■ TASK STATEMENT: The word "FilterExpr" turns up on some lines of this data; say how many, and give no other text.

■ RECORD EXCERPTS:

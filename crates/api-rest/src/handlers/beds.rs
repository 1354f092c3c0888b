//! Bed assignment, occupancy and reconciliation.

use crate::auth::require_admin;
use crate::error::ApiResult;
use crate::AppState;
use api_shared::dto;
use axum::extract::{Path, State};
use axum::http::StatusCode;
use axum::{Extension, Json};
use hms_core::User;

#[utoipa::path(
    post,
    path = "/beds/{id}/assign",
    request_body = dto::AssignBedReq,
    responses(
        (status = 201, description = "Bed assigned to an active IPD encounter", body = dto::BedAssignmentRes),
        (status = 409, description = "Bed not available or encounter already holds a bed"),
        (status = 422, description = "Encounter is not an active IPD admission")
    )
)]
#[axum::debug_handler]
pub async fn assign(
    State(state): State<AppState>,
    Path(bed_id): Path<i64>,
    Json(req): Json<dto::AssignBedReq>,
) -> ApiResult<(StatusCode, Json<dto::BedAssignmentRes>)> {
    let assignment = state.beds.assign(bed_id, &req)?;
    Ok((StatusCode::CREATED, Json(assignment)))
}

#[utoipa::path(
    post,
    path = "/beds/assignments/{id}/release",
    responses(
        (status = 200, description = "Assignment released", body = dto::BedAssignmentRes),
        (status = 409, description = "Already released")
    )
)]
#[axum::debug_handler]
pub async fn release(
    State(state): State<AppState>,
    Path(assignment_id): Path<i64>,
) -> ApiResult<Json<dto::BedAssignmentRes>> {
    Ok(Json(state.beds.release(assignment_id)?))
}

#[utoipa::path(
    post,
    path = "/beds/assignments/{id}/transfer",
    request_body = dto::TransferBedReq,
    responses(
        (status = 201, description = "Encounter moved to another bed", body = dto::BedAssignmentRes),
        (status = 409, description = "Target bed not available")
    )
)]
#[axum::debug_handler]
pub async fn transfer(
    State(state): State<AppState>,
    Path(assignment_id): Path<i64>,
    Json(req): Json<dto::TransferBedReq>,
) -> ApiResult<(StatusCode, Json<dto::BedAssignmentRes>)> {
    let assignment = state.beds.transfer(assignment_id, &req)?;
    Ok((StatusCode::CREATED, Json(assignment)))
}

#[utoipa::path(
    get,
    path = "/beds/occupancy",
    responses(
        (status = 200, description = "Effective occupancy by status and ward", body = dto::BedOccupancyRes)
    )
)]
#[axum::debug_handler]
pub async fn occupancy(State(state): State<AppState>) -> ApiResult<Json<dto::BedOccupancyRes>> {
    Ok(Json(state.beds.occupancy()?))
}

#[utoipa::path(
    post,
    path = "/beds/reconcile",
    responses(
        (status = 200, description = "Stored bed status realigned with active admissions", body = dto::ReconcileRes),
        (status = 403, description = "Admin only")
    )
)]
#[axum::debug_handler]
pub async fn reconcile(
    State(state): State<AppState>,
    Extension(user): Extension<User>,
) -> ApiResult<Json<dto::ReconcileRes>> {
    require_admin(&user)?;
    Ok(Json(state.beds.reconcile()?))
}
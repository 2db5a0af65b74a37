//! Record store collaborator
//!
//! Pagination never talks to a database directly. It needs three things from
//! whatever holds the records: an ordered, filtered, limited fetch; a count
//! for the same filter; and the type classification of each field path so
//! cursors can be re-hydrated. [`RecordStore`] bundles those.
//!
//! Async methods use RPITIT (Return Position Impl Trait In Traits), so
//! implementations can simply write `async fn`.
//!
//! # Example
//!
//! ```rust,ignore
//! use cursor_pagination::prelude::*;
//!
//! struct CommentStore {
//!     pool: PgPool,
//!     schema: Schema,
//! }
//!
//! impl FieldTypeResolver for CommentStore {
//!     fn field_kind(&self, path: &str) -> FieldKind {
//!         self.schema.field_kind(path)
//!     }
//! }
//!
//! impl RecordStore for CommentStore {
//!     type Record = Comment;
//!
//!     async fn find(
//!         &self,
//!         filter: &FilterExpr,
//!         sort: &SortSpec,
//!         limit: Option<u64>,
//!     ) -> StoreResult<Vec<Comment>> {
//!         // Translate the filter tree into a WHERE clause
//!         todo!()
//!     }
//!
//!     async fn count(&self, filter: &FilterExpr) -> StoreResult<u64> {
//!         todo!()
//!     }
//! }
//! ```

mod error;
pub mod memory;

use std::future::Future;

pub use error::{StoreError, StoreErrorKind, StoreOperation};
pub use memory::{MemoryStore, Schema};

use crate::cursor::FieldTypeResolver;
use crate::filter::{FilterExpr, FilterValue};
use crate::sort::SortSpec;

/// Result type for store operations
pub type StoreResult<T> = std::result::Result<T, StoreError>;

/// A record whose fields can be read by path
///
/// Paths are dotted for nested fields (`author.last_name`). Return `None`
/// for a missing field and for nested/complex values; those are never part
/// of a cursor. Return `Some(FilterValue::Null)` for an explicit null.
pub trait Document {
    /// Read the scalar value at `path`
    fn field(&self, path: &str) -> Option<FilterValue>;
}

impl Document for serde_json::Value {
    fn field(&self, path: &str) -> Option<FilterValue> {
        let mut current = self;
        for segment in path.split('.') {
            current = current.as_object()?.get(segment)?;
        }
        match current {
            serde_json::Value::Null => Some(FilterValue::Null),
            serde_json::Value::Bool(b) => Some(FilterValue::Boolean(*b)),
            serde_json::Value::String(s) => Some(FilterValue::String(s.clone())),
            serde_json::Value::Number(n) => n
                .as_i64()
                .map(FilterValue::Integer)
                .or_else(|| n.as_f64().map(FilterValue::Float)),
            serde_json::Value::Array(_) | serde_json::Value::Object(_) => None,
        }
    }
}

/// Sorted, filterable record store
///
/// The field type classification comes from the [`FieldTypeResolver`]
/// supertrait; [`FieldTypeResolver::identifier_field`] names the field that
/// is unique per record.
pub trait RecordStore: FieldTypeResolver + Send + Sync {
    /// Record type returned by [`find`](RecordStore::find)
    type Record: Document + Send;

    /// Fetch records matching `filter`, ordered by `sort`, at most `limit`
    ///
    /// `sort` may be empty (search queries pass the caller's sort through
    /// untouched), in which case the store's natural order applies.
    fn find(
        &self,
        filter: &FilterExpr,
        sort: &SortSpec,
        limit: Option<u64>,
    ) -> impl Future<Output = StoreResult<Vec<Self::Record>>> + Send;

    /// Count records matching `filter`
    fn count(&self, filter: &FilterExpr) -> impl Future<Output = StoreResult<u64>> + Send;
}

#[cfg(test)]
mod tests {
    use super::*;
    use serde_json::json;

    #[test]
    fn test_json_document_scalar_fields() {
        let doc = json!({
            "body": "hello",
            "score": 3,
            "ratio": 0.5,
            "pinned": false,
            "deleted_at": null,
        });
        assert_eq!(doc.field("body"), Some(FilterValue::from("hello")));
        assert_eq!(doc.field("score"), Some(FilterValue::Integer(3)));
        assert_eq!(doc.field("ratio"), Some(FilterValue::Float(0.5)));
        assert_eq!(doc.field("pinned"), Some(FilterValue::Boolean(false)));
        assert_eq!(doc.field("deleted_at"), Some(FilterValue::Null));
        assert_eq!(doc.field("missing"), None);
    }

    #[test]
    fn test_json_document_nested_paths() {
        let doc = json!({
            "author": { "first_name": "Jane", "tags": ["a", "b"] },
        });
        assert_eq!(doc.field("author.first_name"), Some(FilterValue::from("Jane")));
        // complex values are not addressable as scalars
        assert_eq!(doc.field("author"), None);
        assert_eq!(doc.field("author.tags"), None);
        assert_eq!(doc.field("author.first_name.x"), None);
    }
}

■ EXERCISE ANSWER: 5